Content starts

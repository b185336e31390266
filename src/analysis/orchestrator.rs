use super::types::{fingerprint, Analysis, AnalysisOutcome};
use super::visualize;
use crate::config::Config;
use crate::engine::{entanglement, imbalance, outcome, plan, LoadCalculator, OpportunityFinder};
use crate::error::{NarrativeError, RosterError};
use crate::model::{Degradation, TimeWindow};
use crate::narrative::{create_provider, NarrativeContext, NarrativeProvider, TemplateNarrator};
use crate::store::{ActivityStore, RosterDirectory, SnapshotStore};
use chrono::Utc;
use std::sync::Arc;
use std::time::Duration;
use tokio::time::{timeout, Instant};
use tracing::{debug, info, warn};
use uuid::Uuid;

/// Runs every stage for one group and absorbs recoverable failures
pub struct AnalysisOrchestrator {
    config: Config,
    calculator: LoadCalculator,
    narrator: Arc<dyn NarrativeProvider>,
    snapshots: Option<Arc<dyn SnapshotStore>>,
}

impl AnalysisOrchestrator {
    pub fn new(
        config: Config,
        roster: Arc<dyn RosterDirectory>,
        activity: Arc<dyn ActivityStore>,
    ) -> Self {
        let calculator = LoadCalculator::new(roster, activity, config.calibration.clone());
        let narrator = create_provider(&config);
        Self {
            config,
            calculator,
            narrator,
            snapshots: None,
        }
    }

    pub fn with_narrator(mut self, narrator: Arc<dyn NarrativeProvider>) -> Self {
        self.narrator = narrator;
        self
    }

    pub fn with_snapshot_store(mut self, store: Arc<dyn SnapshotStore>) -> Self {
        self.snapshots = Some(store);
        self
    }

    /// Analyze a group. Only a missing or malformed roster is returned as an error.
    pub async fn run(
        &self,
        group_id: &str,
        window: TimeWindow,
    ) -> Result<AnalysisOutcome, RosterError> {
        let start = std::time::Instant::now();
        let deadline = Instant::now() + self.config.deadline();

        let computation = self.calculator.compute(group_id, window, deadline).await?;
        let load = computation.load;
        let mut degradations = computation.degradations;

        let imbalances = imbalance::analyze(&load);
        let opportunities = OpportunityFinder::new(&self.config.catalogs).find(&load, &imbalances);
        let entanglement_plan = entanglement::plan(&load);
        let rebalancing_plan =
            plan::compose(&load, &imbalances, &opportunities, &entanglement_plan);
        let predicted_outcomes = outcome::predict(&load, &rebalancing_plan);

        info!(
            "Group {}: {} imbalance, {} immediate actions",
            group_id,
            imbalances.severity,
            rebalancing_plan.immediate_actions.len()
        );

        let context = NarrativeContext::new(
            group_id,
            &load,
            &imbalances,
            &rebalancing_plan,
            &predicted_outcomes,
        );
        let (insights, narrative_source) = self.narrate(&context, &mut degradations).await;

        let visualization_descriptors =
            visualize::describe(&load, &rebalancing_plan, &predicted_outcomes);

        let analysis = Analysis {
            id: Uuid::new_v4().to_string(),
            group_id: group_id.to_string(),
            window,
            generated_at: Utc::now(),
            fingerprint: fingerprint(&load),
            current_load: load,
            imbalances,
            opportunities,
            entanglement_plan,
            rebalancing_plan,
            predicted_outcomes,
            insights,
            narrative_source,
            visualization_descriptors,
            degraded: !degradations.is_empty(),
            degradations,
        };

        let snapshot = self.spawn_snapshot(&analysis);

        debug!("Analysis of {} finished in {:?}", group_id, start.elapsed());
        Ok(AnalysisOutcome { analysis, snapshot })
    }

    async fn narrate(
        &self,
        context: &NarrativeContext,
        degradations: &mut Vec<Degradation>,
    ) -> (String, String) {
        let limit = Duration::from_secs(self.config.narrative.timeout_sec);
        let name = self.narrator.name();

        let reason = match timeout(limit, self.narrator.summarize(context)).await {
            Ok(Ok(text)) => return (text, name.to_string()),
            Ok(Err(e)) => e.to_string(),
            Err(_) => NarrativeError::Timeout(limit).to_string(),
        };

        warn!("Narrator {} failed, using template: {}", name, reason);
        degradations.push(Degradation::Narrative { reason });
        (
            TemplateNarrator::render(context),
            TemplateNarrator.name().to_string(),
        )
    }

    fn spawn_snapshot(&self, analysis: &Analysis) -> Option<tokio::task::JoinHandle<()>> {
        let store = self.snapshots.clone()?;
        let analysis = analysis.clone();

        Some(tokio::spawn(async move {
            let group_id = analysis.group_id.clone();
            match store.save(&group_id, analysis.generated_at, &analysis).await {
                Ok(()) => debug!("Saved snapshot for {}", group_id),
                Err(e) => warn!("Failed to save snapshot for {}: {}", group_id, e),
            }
        }))
    }
}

Content ends

Task prompt ->
Copy the lines above that hold the word "async".

Expected output ->
    pub async fn run(
    async fn narrate(
        Some(tokio::spawn(async move {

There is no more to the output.